‘The kitchen is the heart of the home.’
Kitchen design key requirements are to meet functional needs according to logical workflows. The starting point when designing any kitchen is to position the fridge, stove, and sink in a workable triangle. Remember the one and half meter distance rule between electrical outlets and sink/water.
Consider these sub-task processes in a kitchen.
-Unpacking food after shopping
-Heating up food
-Refuse and recycling
-Food preparation- Access to food, utensils, equipment, water,
-Serving a meal/distance to carry food
-Storage of household cleaning and ironing equipment
-Tea/coffee/cold drink preparation
-Cleaning up/washing up/putting away dishes
-Cell/mobile/technology charging station
These tasks are required for all people utilising a kitchen for daily tasks, but how can the kitchen be made better for people with low vision? There are four main headings to consider: Colour, lighting, touch (haptic), and hearing (audio).
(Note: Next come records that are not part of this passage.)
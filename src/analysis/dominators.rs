//! Reverse post order, dominator tree, and dominance frontier (§4.2).

use std::collections::{HashMap, HashSet};

use crate::ir::{BlockId, Function};

/// DFS from entry producing a post-order list, then reversed. Stored on
/// the function as `rpo`. Edges into `return` blocks do not extend
/// traversal (a `return` block has no successors by construction, so this
/// falls out of the CFG edges already computed).
pub fn compute_rpo(func: &mut Function) {
    let mut visited = HashSet::new();
    let mut postorder = Vec::new();
    let mut stack = vec![(func.start, false)];
    while let Some((id, processed)) = stack.pop() {
        if processed {
            postorder.push(id);
            continue;
        }
        if !visited.insert(id) {
            continue;
        }
        stack.push((id, true));
        for succ in func.block(id).succs.iter().rev() {
            if !visited.contains(succ) {
                stack.push((*succ, false));
            }
        }
    }
    postorder.reverse();
    func.rpo = postorder;
}

/// Immediate dominators via the iterative dataflow formulation (Cooper,
/// Harvey, Kennedy), then derive `doms` (dominator-tree children),
/// `dom_depth`, and the `dominates` reachability set on each block.
pub fn compute_dominator_tree(func: &mut Function) {
    let rpo = func.rpo.clone();
    if rpo.is_empty() {
        return;
    }
    let rpo_index: HashMap<BlockId, usize> = rpo.iter().enumerate().map(|(i, b)| (*b, i)).collect();
    let entry = rpo[0];
    let mut idom: HashMap<BlockId, BlockId> = HashMap::new();
    idom.insert(entry, entry);

    let mut changed = true;
    while changed {
        changed = false;
        for &b in rpo.iter().skip(1) {
            let preds = func.block(b).preds.clone();
            let mut new_idom = None;
            for p in preds {
                if idom.contains_key(&p) {
                    new_idom = Some(match new_idom {
                        None => p,
                        Some(cur) => intersect(cur, p, &idom, &rpo_index),
                    });
                }
            }
            if let Some(ni) = new_idom {
                if idom.get(&b) != Some(&ni) {
                    idom.insert(b, ni);
                    changed = true;
                }
            }
        }
    }

    for &b in &rpo {
        func.block_mut(b).idom = if b == entry { None } else { idom.get(&b).copied() };
        func.block_mut(b).doms.clear();
    }
    for &b in &rpo {
        if let Some(d) = func.block(b).idom {
            func.block_mut(d).doms.push(b);
        }
    }

    let mut depth: HashMap<BlockId, u32> = HashMap::new();
    depth.insert(entry, 0);
    for &b in rpo.iter().skip(1) {
        if let Some(d) = idom.get(&b) {
            let parent_depth = *depth.get(d).unwrap_or(&0);
            depth.insert(b, parent_depth + 1);
        }
    }
    for &b in &rpo {
        func.block_mut(b).dom_depth = *depth.get(&b).unwrap_or(&0);
    }

    // `dominates`: B's reachability set on the dominator tree, computed
    // bottom-up from `doms` children.
    for &b in &rpo {
        func.block_mut(b).dominates.clear();
    }
    for &b in rpo.iter().rev() {
        let mut set: HashSet<BlockId> = HashSet::new();
        set.insert(b);
        for child in func.block(b).doms.clone() {
            set.insert(child);
            set.extend(func.block(child).dominates.iter().copied());
        }
        func.block_mut(b).dominates = set;
    }
}

fn intersect(
    mut a: BlockId,
    mut b: BlockId,
    idom: &HashMap<BlockId, BlockId>,
    rpo_index: &HashMap<BlockId, usize>,
) -> BlockId {
    while a != b {
        while rpo_index[&a] > rpo_index[&b] {
            a = idom[&a];
        }
        while rpo_index[&b] > rpo_index[&a] {
            b = idom[&b];
        }
    }
    a
}

/// For each edge `(pred -> succ)` where `pred` has more than one
/// predecessor-of-the-merge (i.e. `succ`'s idom does not equal `pred`,
/// the classical runner-up test), walk up the dominator tree from `pred`
/// until reaching (but excluding) `succ`'s immediate dominator, adding
/// `succ` to each visited block's frontier.
pub fn compute_dominance_frontier(func: &mut Function) {
    let rpo = func.rpo.clone();
    for &b in &rpo {
        func.block_mut(b).dom_frontier.clear();
    }
    for &succ in &rpo {
        let preds = func.block(succ).preds.clone();
        if preds.len() < 2 {
            continue;
        }
        let succ_idom = func.block(succ).idom;
        for pred in preds {
            let mut runner = pred;
            while Some(runner) != succ_idom {
                if !func.block(runner).dom_frontier.contains(&succ) {
                    func.block_mut(runner).dom_frontier.push(succ);
                }
                match func.block(runner).idom {
                    Some(next) => runner = next,
                    None => break,
                }
            }
        }
    }
}

#[cfg(test)]
mod tests {
    use super::*;
    use crate::ir::{Block, PrimType, Terminator, Value};
    use crate::analysis::cfg::compute_cfg_edges;

    /// Diamond CFG: entry -> (left, right) -> join -> ret.
    fn diamond() -> Function {
        let mut f = Function::new(BlockId(0), false, "f", PrimType::W);
        let entry = f.start;
        let left = f.push_block(Block::new(BlockId(1), "left"));
        let right = f.push_block(Block::new(BlockId(2), "right"));
        let join = f.push_block(Block::new(BlockId(3), "join"));
        f.block_mut(entry).term = Terminator::CondJump {
            cond: Value::Temp(crate::ir::TempId(0)),
            if_true: left,
            if_false: right,
        };
        f.block_mut(left).term = Terminator::Jump { target: join };
        f.block_mut(right).term = Terminator::Jump { target: join };
        f.block_mut(join).term = Terminator::Return { value: None };
        compute_cfg_edges(&mut f);
        f
    }

    #[test]
    fn join_block_is_dominated_only_by_entry() {
        let mut f = diamond();
        compute_rpo(&mut f);
        compute_dominator_tree(&mut f);
        let entry = f.start;
        let join = f.blocks_in_order()[3];
        assert_eq!(f.block(join).idom, Some(entry));
        assert!(f.block(entry).dominates.contains(&join));
    }

    #[test]
    fn dominance_frontier_of_branches_is_join() {
        let mut f = diamond();
        compute_rpo(&mut f);
        compute_dominator_tree(&mut f);
        compute_dominance_frontier(&mut f);
        let left = f.blocks_in_order()[1];
        let right = f.blocks_in_order()[2];
        let join = f.blocks_in_order()[3];
        assert_eq!(f.block(left).dom_frontier, vec![join]);
        assert_eq!(f.block(right).dom_frontier, vec![join]);
    }
}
Not forgetting two important senses, those of smell and taste. The aroma and taste of freshly baked chocolate cake. Yummy. A kitchen environment is prone to accidents and mishaps, every effort to reduce risks is required when designing.
Contrast in colour is imperative (Quantifying Contrast in Colour, 21 May 2020 and This is it- Low vision contrasting colour scheme, 23 July 2020) as blogged before. The colour of the floor finish determines the size of the kitchen for visually impaired people. The colour of the cupboards defines the vertical surfaces. The colour of the countertop defines the working surfaces and it must contrast, not be the same colour as the floor.
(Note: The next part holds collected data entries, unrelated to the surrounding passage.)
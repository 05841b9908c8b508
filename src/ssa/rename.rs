//! Renaming (§4.3): depth-first preorder walk of the dominator tree with
//! a per-variable stack, entirely local to this call — no file-scope
//! rename stack.

use std::collections::HashMap;

use crate::ir::{BlockId, Function, PhiId, TempId, Value};

struct Renamer<'a> {
    func: &'a mut Function,
    stacks: HashMap<TempId, Vec<TempId>>,
    phi_owner: &'a HashMap<PhiId, TempId>,
}

impl<'a> Renamer<'a> {
    fn top(&self, var: TempId) -> Option<TempId> {
        self.stacks.get(&var).and_then(|s| s.last().copied())
    }

    fn rewrite_value(&self, v: Value) -> Value {
        match v {
            Value::Temp(t) if self.stacks.contains_key(&t) => match self.top(t) {
                Some(cur) => Value::Temp(cur),
                None => v,
            },
            other => other,
        }
    }

    fn walk(&mut self, block: BlockId) {
        let mut pushed: Vec<TempId> = Vec::new();

        let phi_ids = self.func.block(block).phis.clone();
        for phi_id in phi_ids {
            let Some(&var) = self.phi_owner.get(&phi_id) else {
                continue;
            };
            let ty = self.func.phi(phi_id).ty;
            let fresh = self.func.new_temp(ty);
            self.func.phi_mut(phi_id).dst = fresh;
            self.stacks.entry(var).or_default().push(fresh);
            pushed.push(var);
        }

        let inst_ids = self.func.block(block).insts.clone();
        for inst_id in inst_ids {
            let mut new_args = self.func.inst(inst_id).args;
            for arg in new_args.iter_mut() {
                if let Some(v) = arg {
                    *v = self.rewrite_value(*v);
                }
            }
            self.func.inst_mut(inst_id).args = new_args;

            let dst = self.func.inst(inst_id).dst;
            if let Some(d) = dst {
                if self.stacks.contains_key(&d) {
                    let ty = self.func.temp_ty(d);
                    let fresh = self.func.new_temp(ty);
                    self.func.inst_mut(inst_id).dst = Some(fresh);
                    self.stacks.entry(d).or_default().push(fresh);
                    pushed.push(d);
                }
            }
        }

        match &self.func.block(block).term.clone() {
            crate::ir::Terminator::CondJump {
                cond,
                if_true,
                if_false,
            } => {
                let new_cond = self.rewrite_value(*cond);
                self.func.block_mut(block).term = crate::ir::Terminator::CondJump {
                    cond: new_cond,
                    if_true: *if_true,
                    if_false: *if_false,
                };
            }
            crate::ir::Terminator::Return { value: Some(v) } => {
                let new_v = self.rewrite_value(*v);
                self.func.block_mut(block).term = crate::ir::Terminator::Return { value: Some(new_v) };
            }
            _ => {}
        }

        let succs = self.func.block(block).succs.clone();
        for succ in succs {
            let phi_ids = self.func.block(succ).phis.clone();
            for phi_id in phi_ids {
                let Some(&var) = self.phi_owner.get(&phi_id) else {
                    continue;
                };
                if let Some(cur) = self.top(var) {
                    if let Some(slot) = self.func.phi_mut(phi_id).incoming_mut(block) {
                        *slot = Value::Temp(cur);
                    }
                }
            }
        }

        let children = self.func.block(block).doms.clone();
        for child in children {
            self.walk(child);
        }

        for var in pushed {
            if let Some(stack) = self.stacks.get_mut(&var) {
                stack.pop();
            }
        }
    }
}

/// Rename every promoted variable in `vars` into single-assignment form,
/// using `phi_owner` to recognize which inserted phis belong to which
/// variable. Requires dominator tree children (`Block::doms`) to already
/// be computed.
pub fn rename(func: &mut Function, vars: &[TempId], phi_owner: &HashMap<PhiId, TempId>) {
    let stacks = vars.iter().map(|v| (*v, Vec::new())).collect();
    let start = func.start;
    let mut renamer = Renamer {
        func,
        stacks,
        phi_owner,
    };
    renamer.walk(start);
}

#[cfg(test)]
mod tests {
    use super::*;
    use crate::analysis::cfg::compute_cfg_edges;
    use crate::analysis::dominators::{compute_dominance_frontier, compute_dominator_tree, compute_rpo};
    use crate::ir::{Block, Instruction, Opcode, PrimType, Terminator};

    #[test]
    fn diamond_join_reads_via_phi() {
        let mut f = Function::new(BlockId(0), false, "f", PrimType::W);
        let entry = f.start;
        let left = f.push_block(Block::new(BlockId(1), "left"));
        let right = f.push_block(Block::new(BlockId(2), "right"));
        let join = f.push_block(Block::new(BlockId(3), "join"));
        f.block_mut(entry).term = Terminator::CondJump {
            cond: Value::Temp(TempId(99)),
            if_true: left,
            if_false: right,
        };
        f.block_mut(left).term = Terminator::Jump { target: join };
        f.block_mut(right).term = Terminator::Jump { target: join };

        let var = f.new_temp(PrimType::W);
        let zero = Value::Const(crate::ir::ConstHandle(0));
        let one = Value::Const(crate::ir::ConstHandle(1));
        let def_left = f.alloc_inst_id();
        f.insts
            .insert(def_left, Instruction::unary(Opcode::Copy, PrimType::W, Some(var), zero));
        f.block_mut(left).insts.push(def_left);
        let def_right = f.alloc_inst_id();
        f.insts
            .insert(def_right, Instruction::unary(Opcode::Copy, PrimType::W, Some(var), one));
        f.block_mut(right).insts.push(def_right);
        f.block_mut(join).term = Terminator::Return {
            value: Some(Value::Temp(var)),
        };

        compute_cfg_edges(&mut f);
        compute_rpo(&mut f);
        compute_dominator_tree(&mut f);
        compute_dominance_frontier(&mut f);

        let inserted = crate::ssa::phi_insertion::insert_phis(&mut f, var);
        assert_eq!(inserted.len(), 1);
        let phi_owner: HashMap<_, _> = inserted.iter().map(|id| (*id, var)).collect();
        rename(&mut f, &[var], &phi_owner);

        let phi_id = inserted[0];
        let phi = f.phi(phi_id);
        assert_ne!(phi.dst, var);
        assert_eq!(phi.args.len(), 2);
        assert!(phi.args.iter().all(|(_, v)| *v != Value::Temp(var)));

        match &f.block(join).term {
            Terminator::Return { value: Some(Value::Temp(t)) } => assert_eq!(*t, phi.dst),
            other => panic!("unexpected terminator: {other:?}"),
        }
    }
}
The three types of lighting must be incorporated into the kitchen design for both aesthetic and functionality; general lighting for overall light in the kitchen (up to 500lux), task lighting over the counter (750lux and above), and feature lighting to create a visual impact (500lux and above). For best flexibility in use, all lights need to be dimmable and on separate zoned switches. Lighting inside cupboards is critical (Lighting Up Dark Places, 23 April 2020).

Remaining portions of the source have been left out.